# Records from a dataset
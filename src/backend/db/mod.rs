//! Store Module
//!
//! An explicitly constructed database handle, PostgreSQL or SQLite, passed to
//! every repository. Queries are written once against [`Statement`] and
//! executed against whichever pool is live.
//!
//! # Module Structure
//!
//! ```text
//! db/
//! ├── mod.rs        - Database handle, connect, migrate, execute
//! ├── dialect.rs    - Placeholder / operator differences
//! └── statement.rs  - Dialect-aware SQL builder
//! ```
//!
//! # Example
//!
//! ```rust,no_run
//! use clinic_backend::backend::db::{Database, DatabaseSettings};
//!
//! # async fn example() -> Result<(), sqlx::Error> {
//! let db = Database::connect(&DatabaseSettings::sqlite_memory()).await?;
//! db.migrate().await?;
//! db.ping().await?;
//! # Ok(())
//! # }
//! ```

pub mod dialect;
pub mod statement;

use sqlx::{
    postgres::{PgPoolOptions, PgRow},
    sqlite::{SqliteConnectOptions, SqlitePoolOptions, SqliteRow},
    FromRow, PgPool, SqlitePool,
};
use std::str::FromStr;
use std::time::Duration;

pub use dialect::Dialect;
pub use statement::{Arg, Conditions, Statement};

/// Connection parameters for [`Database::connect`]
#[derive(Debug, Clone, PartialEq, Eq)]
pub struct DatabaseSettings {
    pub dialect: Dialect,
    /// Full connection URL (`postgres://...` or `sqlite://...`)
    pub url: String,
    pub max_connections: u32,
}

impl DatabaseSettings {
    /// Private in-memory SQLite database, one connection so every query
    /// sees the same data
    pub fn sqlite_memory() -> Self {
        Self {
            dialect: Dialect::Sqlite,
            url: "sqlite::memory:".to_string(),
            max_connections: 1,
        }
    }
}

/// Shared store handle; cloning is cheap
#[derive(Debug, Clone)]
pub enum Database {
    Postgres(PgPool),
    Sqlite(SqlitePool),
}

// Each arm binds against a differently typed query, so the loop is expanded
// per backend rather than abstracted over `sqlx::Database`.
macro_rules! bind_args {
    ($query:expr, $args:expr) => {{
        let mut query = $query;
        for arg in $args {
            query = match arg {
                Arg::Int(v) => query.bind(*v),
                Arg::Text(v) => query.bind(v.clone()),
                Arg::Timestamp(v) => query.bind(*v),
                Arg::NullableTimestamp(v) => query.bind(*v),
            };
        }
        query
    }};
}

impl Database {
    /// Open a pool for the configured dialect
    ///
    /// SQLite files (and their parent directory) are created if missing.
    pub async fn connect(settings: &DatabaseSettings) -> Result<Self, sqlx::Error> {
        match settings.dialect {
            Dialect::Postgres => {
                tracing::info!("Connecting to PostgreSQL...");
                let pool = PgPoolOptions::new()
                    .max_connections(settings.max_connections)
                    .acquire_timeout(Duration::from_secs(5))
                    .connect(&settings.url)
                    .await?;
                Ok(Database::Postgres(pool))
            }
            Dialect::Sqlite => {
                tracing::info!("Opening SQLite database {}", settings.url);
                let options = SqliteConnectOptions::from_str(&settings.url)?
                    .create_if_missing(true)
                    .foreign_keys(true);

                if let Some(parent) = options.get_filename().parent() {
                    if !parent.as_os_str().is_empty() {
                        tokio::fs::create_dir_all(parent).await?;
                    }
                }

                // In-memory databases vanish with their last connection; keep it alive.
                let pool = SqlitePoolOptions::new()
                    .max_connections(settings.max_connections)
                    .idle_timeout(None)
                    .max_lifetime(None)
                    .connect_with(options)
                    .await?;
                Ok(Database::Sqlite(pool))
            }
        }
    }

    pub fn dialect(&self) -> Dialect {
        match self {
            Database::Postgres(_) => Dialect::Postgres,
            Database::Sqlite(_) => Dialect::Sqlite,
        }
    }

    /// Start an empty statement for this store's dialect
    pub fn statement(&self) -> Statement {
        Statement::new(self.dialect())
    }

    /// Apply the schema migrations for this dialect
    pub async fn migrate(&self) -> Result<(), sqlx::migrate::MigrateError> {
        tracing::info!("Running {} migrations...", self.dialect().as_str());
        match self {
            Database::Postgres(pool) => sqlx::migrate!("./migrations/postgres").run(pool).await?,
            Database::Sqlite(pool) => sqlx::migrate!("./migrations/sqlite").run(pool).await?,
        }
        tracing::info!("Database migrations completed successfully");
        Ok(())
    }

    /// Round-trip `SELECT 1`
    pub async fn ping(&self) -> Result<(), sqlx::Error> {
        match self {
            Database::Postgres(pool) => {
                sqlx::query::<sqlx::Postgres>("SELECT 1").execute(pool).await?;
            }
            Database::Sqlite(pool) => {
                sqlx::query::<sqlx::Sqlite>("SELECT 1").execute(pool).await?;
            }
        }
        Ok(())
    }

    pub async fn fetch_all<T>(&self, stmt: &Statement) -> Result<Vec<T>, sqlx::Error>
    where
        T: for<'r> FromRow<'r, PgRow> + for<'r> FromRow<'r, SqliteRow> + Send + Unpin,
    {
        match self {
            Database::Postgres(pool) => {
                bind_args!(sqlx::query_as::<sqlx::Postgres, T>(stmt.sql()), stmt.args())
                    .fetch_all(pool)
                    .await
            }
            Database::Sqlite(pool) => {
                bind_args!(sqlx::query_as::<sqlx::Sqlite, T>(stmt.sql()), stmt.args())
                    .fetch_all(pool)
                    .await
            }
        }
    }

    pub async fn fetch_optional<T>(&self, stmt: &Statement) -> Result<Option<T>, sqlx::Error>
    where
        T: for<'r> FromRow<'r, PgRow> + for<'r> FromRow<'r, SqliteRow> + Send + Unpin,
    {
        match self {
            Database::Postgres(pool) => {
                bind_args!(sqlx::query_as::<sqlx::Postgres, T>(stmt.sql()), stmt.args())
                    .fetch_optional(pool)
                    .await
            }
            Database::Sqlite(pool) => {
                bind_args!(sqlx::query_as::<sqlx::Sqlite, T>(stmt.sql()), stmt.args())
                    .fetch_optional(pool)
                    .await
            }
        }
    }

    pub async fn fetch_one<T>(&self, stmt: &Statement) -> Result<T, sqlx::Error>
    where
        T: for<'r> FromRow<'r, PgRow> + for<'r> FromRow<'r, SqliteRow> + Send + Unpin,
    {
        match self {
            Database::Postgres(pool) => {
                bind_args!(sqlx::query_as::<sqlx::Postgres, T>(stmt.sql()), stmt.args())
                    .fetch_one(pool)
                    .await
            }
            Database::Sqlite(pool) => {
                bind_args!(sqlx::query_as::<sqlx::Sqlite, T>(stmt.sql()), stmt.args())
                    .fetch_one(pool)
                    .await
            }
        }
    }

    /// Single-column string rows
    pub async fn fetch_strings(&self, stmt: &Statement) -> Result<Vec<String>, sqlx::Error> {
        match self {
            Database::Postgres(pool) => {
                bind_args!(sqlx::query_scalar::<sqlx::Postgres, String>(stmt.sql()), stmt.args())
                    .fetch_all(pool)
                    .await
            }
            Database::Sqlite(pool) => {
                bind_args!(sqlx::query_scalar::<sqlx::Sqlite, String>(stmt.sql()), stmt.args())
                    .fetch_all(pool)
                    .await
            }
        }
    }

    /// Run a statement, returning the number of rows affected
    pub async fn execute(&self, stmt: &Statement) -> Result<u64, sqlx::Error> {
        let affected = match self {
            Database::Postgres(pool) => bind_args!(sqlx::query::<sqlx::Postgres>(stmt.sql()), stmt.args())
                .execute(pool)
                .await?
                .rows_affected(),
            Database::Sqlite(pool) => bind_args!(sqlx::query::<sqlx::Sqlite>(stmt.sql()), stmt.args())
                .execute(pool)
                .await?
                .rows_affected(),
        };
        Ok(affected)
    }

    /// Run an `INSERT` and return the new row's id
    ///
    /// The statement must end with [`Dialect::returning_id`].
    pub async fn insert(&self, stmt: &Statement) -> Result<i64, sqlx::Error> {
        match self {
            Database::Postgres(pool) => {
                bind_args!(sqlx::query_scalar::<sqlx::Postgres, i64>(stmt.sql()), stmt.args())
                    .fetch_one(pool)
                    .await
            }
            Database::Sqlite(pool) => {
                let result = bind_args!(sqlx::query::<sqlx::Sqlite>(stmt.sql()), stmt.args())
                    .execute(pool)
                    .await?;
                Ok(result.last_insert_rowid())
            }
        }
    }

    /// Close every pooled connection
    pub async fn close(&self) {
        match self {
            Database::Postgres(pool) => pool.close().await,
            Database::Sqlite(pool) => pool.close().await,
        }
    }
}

# WORK INSTRUCTIONS
Of all the entries above, repeat only the lines from the line that has "of rows affected" to the line that has "let affected = match", both lines included, exactly.

# TASK ANSWER
    /// Run a statement, returning the number of rows affected
    pub async fn execute(&self, stmt: &Statement) -> Result<u64, sqlx::Error> {
        let affected = match self {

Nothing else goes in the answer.